EXTRACTED ENTRIES:
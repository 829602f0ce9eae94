//! Unified error type for linkrelay.

use linkrelay_delivery::{QueueError, WebhookError};
use linkrelay_protocol::ProtocolError;
use linkrelay_session::SessionError;
use linkrelay_store::StoreError;
use linkrelay_transport::TransportError;

/// Top-level error that wraps all crate-specific errors.
///
/// The `#[from]` conversions let `?` lift any layer's error into this one.
#[derive(Debug, thiserror::Error)]
pub enum RelayError {
    #[error(transparent)]
    Transport(#[from] TransportError),

    /// Invalid outbound message or undecodable stored data.
    #[error(transparent)]
    Protocol(#[from] ProtocolError),

    #[error(transparent)]
    Store(#[from] StoreError),

    /// Not connected, fatal, or the supervisor is gone.
    #[error(transparent)]
    Session(#[from] SessionError),

    #[error(transparent)]
    Webhook(#[from] WebhookError),

    /// The delivery queue dropped or could not run the job.
    #[error("delivery queue: {0}")]
    Queue(String),

    /// Bad or missing configuration.
    #[error("configuration error: {0}")]
    Config(String),
}

impl From<QueueError<RelayError>> for RelayError {
    fn from(err: QueueError<RelayError>) -> Self {
        match err {
            QueueError::Task(inner) => inner,
            other => Self::Queue(other.to_string()),
        }
    }
}
//! Credential bootstrap, repair, and the client's key callbacks.
//!
//! The messaging client needs two things from us at connect time: the
//! credential set (`creds.json`) and a [`KeyStore`] for its protocol keys
//! (`{category}-{id}.json`). Both live in the same [`CredentialStore`].

use std::collections::HashMap;

use futures_util::future::join_all;
use linkrelay_transport::{KeyStore, KeyWrite, TransportError};
use serde_json::Value;
use tracing::{error, info, warn};

use crate::{CredentialStore, KvStore, StoreError};

/// Logical key of the credential set.
pub const CREDS_KEY: &str = "creds.json";

/// Sub-fields that must be present for credentials to be usable.
pub const REQUIRED_CRED_FIELDS: [&str; 3] = ["noiseKey", "signedIdentityKey", "signedPreKey"];

/// Filled alongside the required fields during repair.
const REPAIR_EXTRA_FIELD: &str = "advSecretKey";

/// How [`AuthState::load_or_init`] obtained the credentials.
#[derive(Debug, Clone, PartialEq, Eq)]
pub enum AuthLoad {
    /// Stored credentials were complete.
    Loaded,
    /// Nothing usable was stored; a fresh set was generated and persisted.
    Initialized,
    /// Stored credentials were incomplete; these fields were filled from
    /// fresh material and written back.
    Repaired { filled: Vec<String> },
}

/// Credential access for one session.
pub struct AuthState<S> {
    store: CredentialStore<S>,
}

impl<S> Clone for AuthState<S> {
    fn clone(&self) -> Self {
        Self {
            store: self.store.clone(),
        }
    }
}

impl<S: KvStore> AuthState<S> {
    pub fn new(store: CredentialStore<S>) -> Self {
        Self { store }
    }

    pub fn store(&self) -> &CredentialStore<S> {
        &self.store
    }

    /// Loads the credential set, creating or repairing it as needed.
    ///
    /// `fresh` is called at most once, only when new material is needed.
    ///
    /// # Errors
    /// Backend failures while reading are returned as-is. They are not
    /// treated as "no credentials", which would mint a new identity over
    /// a live one.
    pub async fn load_or_init<F>(&self, fresh: F) -> Result<(Value, AuthLoad), StoreError>
    where
        F: FnOnce() -> Value,
    {
        let outcome = self.store.read(CREDS_KEY).await?;
        let stored = outcome.into_value().filter(Value::is_object);

        let Some(mut creds) = stored else {
            warn!("no existing credentials, initializing new session");
            let creds = fresh();
            self.store.write(CREDS_KEY, &creds).await?;
            return Ok((creds, AuthLoad::Initialized));
        };

        let missing: Vec<&str> = REQUIRED_CRED_FIELDS
            .iter()
            .copied()
            .filter(|field| is_absent(&creds, field))
            .collect();

        if missing.is_empty() {
            let account = creds
                .pointer("/me/id")
                .and_then(Value::as_str)
                .unwrap_or("new");
            info!(account, "credentials loaded");
            return Ok((creds, AuthLoad::Loaded));
        }

        warn!(?missing, "incomplete credentials, repairing");
        let template = fresh();
        let mut filled = Vec::new();
        for field in missing.into_iter().chain([REPAIR_EXTRA_FIELD]) {
            if is_absent(&creds, field) {
                if let (Some(slot), Some(value)) = (creds.as_object_mut(), template.get(field)) {
                    slot.insert(field.to_string(), value.clone());
                    filled.push(field.to_string());
                }
            }
        }
        self.store.write(CREDS_KEY, &creds).await?;
        info!(?filled, "credentials repaired");
        Ok((creds, AuthLoad::Repaired { filled }))
    }

    /// Persists a rotated credential set.
    pub async fn save_credentials(&self, creds: &Value) -> Result<(), StoreError> {
        self.store.write(CREDS_KEY, creds).await
    }

    /// Deletes every stored blob for the session.
    pub async fn clear(&self) -> Result<(), StoreError> {
        self.store.clear_session().await
    }

    /// The [`KeyStore`] handed to the messaging client.
    pub fn keys(&self) -> AuthKeys<S> {
        AuthKeys {
            store: self.store.clone(),
        }
    }
}

fn is_absent(creds: &Value, field: &str) -> bool {
    creds.get(field).is_none_or(Value::is_null)
}

fn key_name(category: &str, id: &str) -> String {
    format!("{category}-{id}.json")
}

/// Protocol-key callbacks backed by a [`CredentialStore`].
pub struct AuthKeys<S> {
    store: CredentialStore<S>,
}

impl<S> Clone for AuthKeys<S> {
    fn clone(&self) -> Self {
        Self {
            store: self.store.clone(),
        }
    }
}

impl<S: KvStore> KeyStore for AuthKeys<S> {
    async fn get(
        &self,
        category: &str,
        ids: &[String],
    ) -> Result<HashMap<String, Value>, TransportError> {
        let reads = ids.iter().map(|id| async move {
            let outcome = self.store.read(&key_name(category, id)).await;
            (id, outcome)
        });

        let mut found = HashMap::with_capacity(ids.len());
        for (id, outcome) in join_all(reads).await {
            let outcome = outcome.map_err(|e| TransportError::KeyStore(e.to_string()))?;
            if let Some(value) = outcome.into_value() {
                found.insert(id.clone(), value);
            }
        }
        Ok(found)
    }

    async fn set(&self, writes: Vec<KeyWrite>) -> Result<(), TransportError> {
        let config = self.store.config();
        let batches: Vec<&[KeyWrite]> = writes.chunks(config.key_batch_size.max(1)).collect();
        let total = batches.len();

        for (index, batch) in batches.into_iter().enumerate() {
            let ops = batch.iter().map(|write| async move {
                let key = key_name(&write.category, &write.id);
                let result = match &write.value {
                    Some(value) => self.store.write(&key, value).await,
                    None => self.store.remove(&key).await,
                };
                (key, result)
            });

            for (key, result) in join_all(ops).await {
                if let Err(e) = result {
                    error!(key, batch = index + 1, error = %e, "key write failed");
                }
            }

            if index + 1 < total {
                tokio::time::sleep(config.key_batch_pause).await;
            }
        }
        Ok(())
    }
}
//! Scripted in-process client.
//!
//! Each call to [`Connector::connect`] consumes the next [`Script`]: either
//! a list of events pre-loaded into the new session's channel, or a startup
//! failure. Once the scripts run out, sessions open silently and tests
//! drive them with [`MemoryConnector::emit`].
//!
//! Everything the relay does to a session (sends, receipts, presence,
//! closes) is recorded for assertions.

use std::collections::VecDeque;
use std::sync::atomic::{AtomicBool, Ordering};
use std::sync::{Arc, Mutex, MutexGuard};

use chrono::Utc;
use linkrelay_protocol::{OutboundContent, SentMessage, buffer_value};
use serde_json::{Value, json};
use tokio::sync::mpsc;
use tracing::debug;

use crate::{
    ClientEvent, Connected, Connector, EVENT_CHANNEL_CAPACITY, KeyStore, Presence, Session,
    TransportError,
};

/// What the next `connect` call does.
#[derive(Debug, Clone)]
pub enum Script {
    /// Open a session and queue these events on it.
    Events(Vec<ClientEvent>),
    /// Fail setup with this message.
    StartupError(String),
}

#[derive(Default)]
struct Inner {
    scripts: VecDeque<Script>,
    connects: Vec<Value>,
    live: Option<mpsc::Sender<ClientEvent>>,
    sent: Vec<(String, OutboundContent)>,
    reads: Vec<(String, String)>,
    presences: Vec<Presence>,
    closes: usize,
    minted: u8,
    next_message: u64,
    fail_sends: bool,
}

/// In-memory [`Connector`]. Clones share state.
#[derive(Clone, Default)]
pub struct MemoryConnector {
    inner: Arc<Mutex<Inner>>,
}

impl MemoryConnector {
    pub fn new() -> Self {
        Self::default()
    }

    /// Queues a script for a future `connect` call.
    pub fn with_script(self, script: Script) -> Self {
        self.push_script(script);
        self
    }

    pub fn push_script(&self, script: Script) {
        self.lock().scripts.push_back(script);
    }

    /// Pushes an event onto the most recent session's stream.
    ///
    /// Returns `false` if there is no session or its receiver is gone.
    pub fn emit(&self, event: ClientEvent) -> bool {
        let Some(tx) = self.lock().live.clone() else {
            return false;
        };
        tx.try_send(event).is_ok()
    }

    /// Makes every subsequent send fail.
    pub fn set_fail_sends(&self, fail: bool) {
        self.lock().fail_sends = fail;
    }

    pub fn connect_count(&self) -> usize {
        self.lock().connects.len()
    }

    /// Credentials passed to each `connect` call, in order.
    pub fn credentials_seen(&self) -> Vec<Value> {
        self.lock().connects.clone()
    }

    pub fn sent(&self) -> Vec<(String, OutboundContent)> {
        self.lock().sent.clone()
    }

    /// `(chat_id, message_id)` pairs marked read.
    pub fn reads(&self) -> Vec<(String, String)> {
        self.lock().reads.clone()
    }

    pub fn presences(&self) -> Vec<Presence> {
        self.lock().presences.clone()
    }

    pub fn close_count(&self) -> usize {
        self.lock().closes
    }

    fn lock(&self) -> MutexGuard<'_, Inner> {
        self.inner.lock().unwrap_or_else(|poisoned| poisoned.into_inner())
    }
}

impl Connector for MemoryConnector {
    type Session = MemorySession;

    fn fresh_credentials(&self) -> Value {
        let mut inner = self.lock();
        inner.minted = inner.minted.wrapping_add(1);
        let seed = inner.minted;
        let key = |tag: u8| buffer_value(&[seed, tag, 0, 0, 0, 0, 0, 0]);
        json!({
            "noiseKey": { "private": key(1), "public": key(2) },
            "signedIdentityKey": { "private": key(3), "public": key(4) },
            "signedPreKey": {
                "keyPair": { "private": key(5), "public": key(6) },
                "keyId": 1
            },
            "advSecretKey": format!("adv-secret-{seed}"),
            "registrationId": u32::from(seed),
            "me": null
        })
    }

    async fn connect<K: KeyStore + Clone>(
        &self,
        creds: Value,
        _keys: K,
    ) -> Result<Connected<MemorySession>, TransportError> {
        let mut inner = self.lock();
        inner.connects.push(creds);
        let script = inner
            .scripts
            .pop_front()
            .unwrap_or(Script::Events(Vec::new()));

        let events = match script {
            Script::StartupError(msg) => {
                debug!(error = %msg, "memory connector: scripted startup failure");
                return Err(TransportError::Startup(msg));
            }
            Script::Events(events) => events,
        };

        let (tx, rx) = mpsc::channel(EVENT_CHANNEL_CAPACITY);
        for event in events {
            tx.try_send(event)
                .map_err(|e| TransportError::ConnectionClosed(e.to_string()))?;
        }
        // Replacing the sender ends the previous session's stream.
        inner.live = Some(tx);

        debug!(connects = inner.connects.len(), "memory connector: session opened");
        Ok(Connected {
            session: MemorySession {
                connector: self.clone(),
                closed: Arc::new(AtomicBool::new(false)),
            },
            events: rx,
        })
    }
}

/// Session handle produced by [`MemoryConnector`].
#[derive(Clone)]
pub struct MemorySession {
    connector: MemoryConnector,
    closed: Arc<AtomicBool>,
}

impl MemorySession {
    pub fn is_closed(&self) -> bool {
        self.closed.load(Ordering::SeqCst)
    }

    fn check_open(&self) -> Result<(), TransportError> {
        if self.is_closed() {
            Err(TransportError::NotConnected)
        } else {
            Ok(())
        }
    }
}

impl Session for MemorySession {
    async fn send(
        &self,
        target: &str,
        content: OutboundContent,
    ) -> Result<SentMessage, TransportError> {
        self.check_open()?;
        let mut inner = self.connector.lock();
        if inner.fail_sends {
            return Err(TransportError::SendFailed("scripted failure".into()));
        }
        inner.next_message += 1;
        let id = format!("MEM{:06}", inner.next_message);
        inner.sent.push((target.to_string(), content));
        Ok(SentMessage {
            id,
            target: target.to_string(),
            timestamp: Utc::now(),
        })
    }

    async fn mark_read(&self, chat_id: &str, message_id: &str) -> Result<(), TransportError> {
        self.check_open()?;
        self.connector
            .lock()
            .reads
            .push((chat_id.to_string(), message_id.to_string()));
        Ok(())
    }

    async fn send_presence(&self, presence: Presence) -> Result<(), TransportError> {
        self.check_open()?;
        self.connector.lock().presences.push(presence);
        Ok(())
    }

    async fn close(&self) {
        if !self.closed.swap(true, Ordering::SeqCst) {
            self.connector.lock().closes += 1;
        }
    }
}
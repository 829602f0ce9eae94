//! Error types for the store layer.

use linkrelay_protocol::ProtocolError;

/// Errors that can occur reading or writing durable state.
#[derive(Debug, thiserror::Error)]
pub enum StoreError {
    /// The HTTP request itself failed (connect, timeout, body).
    #[error("http: {0}")]
    Http(#[from] reqwest::Error),

    /// The backing service answered with a non-success status.
    #[error("backend returned {status}: {message}")]
    Backend { status: u16, message: String },

    /// The value handed to a write is not a storable blob.
    #[error("invalid blob: {0}")]
    InvalidBlob(String),

    /// Encoding or decoding a blob failed.
    #[error(transparent)]
    Protocol(#[from] ProtocolError),

    /// The write landed but reading it back didn't produce a valid blob.
    #[error("write verification failed: {0}")]
    Verification(String),

    /// Every write attempt failed. Partial writes are not rolled back.
    #[error("write of {key} failed after {attempts} attempt(s): {source}")]
    WriteFailed {
        key: String,
        attempts: u32,
        #[source]
        source: Box<StoreError>,
    },

    /// The client could not be configured (bad header value, TLS setup).
    #[error("configuration: {0}")]
    Config(String),
}
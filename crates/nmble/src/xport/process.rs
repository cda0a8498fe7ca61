//! Spawning and terminating the bridge executable.

use std::process::{Child, ChildStdin, ChildStdout, Command, Stdio};
use std::thread;
use std::time::Duration;

use nmble_config::Config;
use tracing::{debug, warn};

use super::XPORT_TARGET;
use crate::errors::TransportError;

/// Time a closing bridge gets to exit on its own before it is killed.
const EXIT_GRACE_PERIOD: Duration = Duration::from_millis(200);

/// A freshly spawned bridge with its stdio handles detached.
pub(super) struct SpawnedBridge {
    pub(super) child: Child,
    pub(super) stdin: ChildStdin,
    pub(super) stdout: ChildStdout,
}

fn capture_failed(command: &str, stream: &str) -> TransportError {
    TransportError::Spawn {
        command: command.to_string(),
        source: std::io::Error::other(format!("failed to capture {stream}")),
    }
}

/// Starts the configured bridge with piped stdin and stdout.
pub(super) fn spawn_bridge(config: &Config) -> Result<SpawnedBridge, TransportError> {
    let command_name = config.bridge_command().to_string();

    debug!(
        target: XPORT_TARGET,
        command = %command_name,
        args = ?config.bridge_args(),
        "spawning bridge process"
    );

    let mut child = Command::new(config.bridge_command().as_std_path())
        .args(config.bridge_args())
        .stdin(Stdio::piped())
        .stdout(Stdio::piped())
        .stderr(Stdio::inherit())
        .spawn()
        .map_err(|source| TransportError::Spawn {
            command: command_name.clone(),
            source,
        })?;

    let stdin = child
        .stdin
        .take()
        .ok_or_else(|| capture_failed(&command_name, "stdin"))?;
    let stdout = child
        .stdout
        .take()
        .ok_or_else(|| capture_failed(&command_name, "stdout"))?;

    debug!(target: XPORT_TARGET, pid = child.id(), "bridge process spawned");

    Ok(SpawnedBridge {
        child,
        stdin,
        stdout,
    })
}

fn kill_after_grace_period(child: &mut Child) {
    thread::sleep(EXIT_GRACE_PERIOD);
    match child.try_wait() {
        Ok(Some(status)) => {
            debug!(
                target: XPORT_TARGET,
                ?status,
                "bridge exited during grace period"
            );
        }
        Ok(None) | Err(_) => {
            let _ = child.kill();
            let _ = child.wait();
        }
    }
}

/// Waits briefly for the bridge to exit after its stdin closed, then kills it.
pub(super) fn terminate_child(child: &mut Child) {
    match child.try_wait() {
        Ok(Some(status)) => {
            debug!(target: XPORT_TARGET, ?status, "bridge exited");
        }
        Ok(None) => {
            warn!(
                target: XPORT_TARGET,
                "bridge did not exit gracefully, waiting before killing"
            );
            kill_after_grace_period(child);
        }
        Err(error) => {
            warn!(
                target: XPORT_TARGET,
                error = %error,
                "failed to check bridge status, waiting before killing"
            );
            kill_after_grace_period(child);
        }
    }
}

HOW TO COMPLETE THIS TASK: Since only part of the listing is wanted, copy exactly the lines from the one holding "let stored = outcome.into_value().filter(Value::is_object);" to the one holding "return Ok((creds, AuthLoad::Loaded));", both included.

SOLUTION:
        let stored = outcome.into_value().filter(Value::is_object);

        let Some(mut creds) = stored else {
            warn!("no existing credentials, initializing new session");
            let creds = fresh();
            self.store.write(CREDS_KEY, &creds).await?;
            return Ok((creds, AuthLoad::Initialized));
        };

        let missing: Vec<&str> = REQUIRED_CRED_FIELDS
            .iter()
            .copied()
            .filter(|field| is_absent(&creds, field))
            .collect();

        if missing.is_empty() {
            let account = creds
                .pointer("/me/id")
                .and_then(Value::as_str)
                .unwrap_or("new");
            info!(account, "credentials loaded");
            return Ok((creds, AuthLoad::Loaded));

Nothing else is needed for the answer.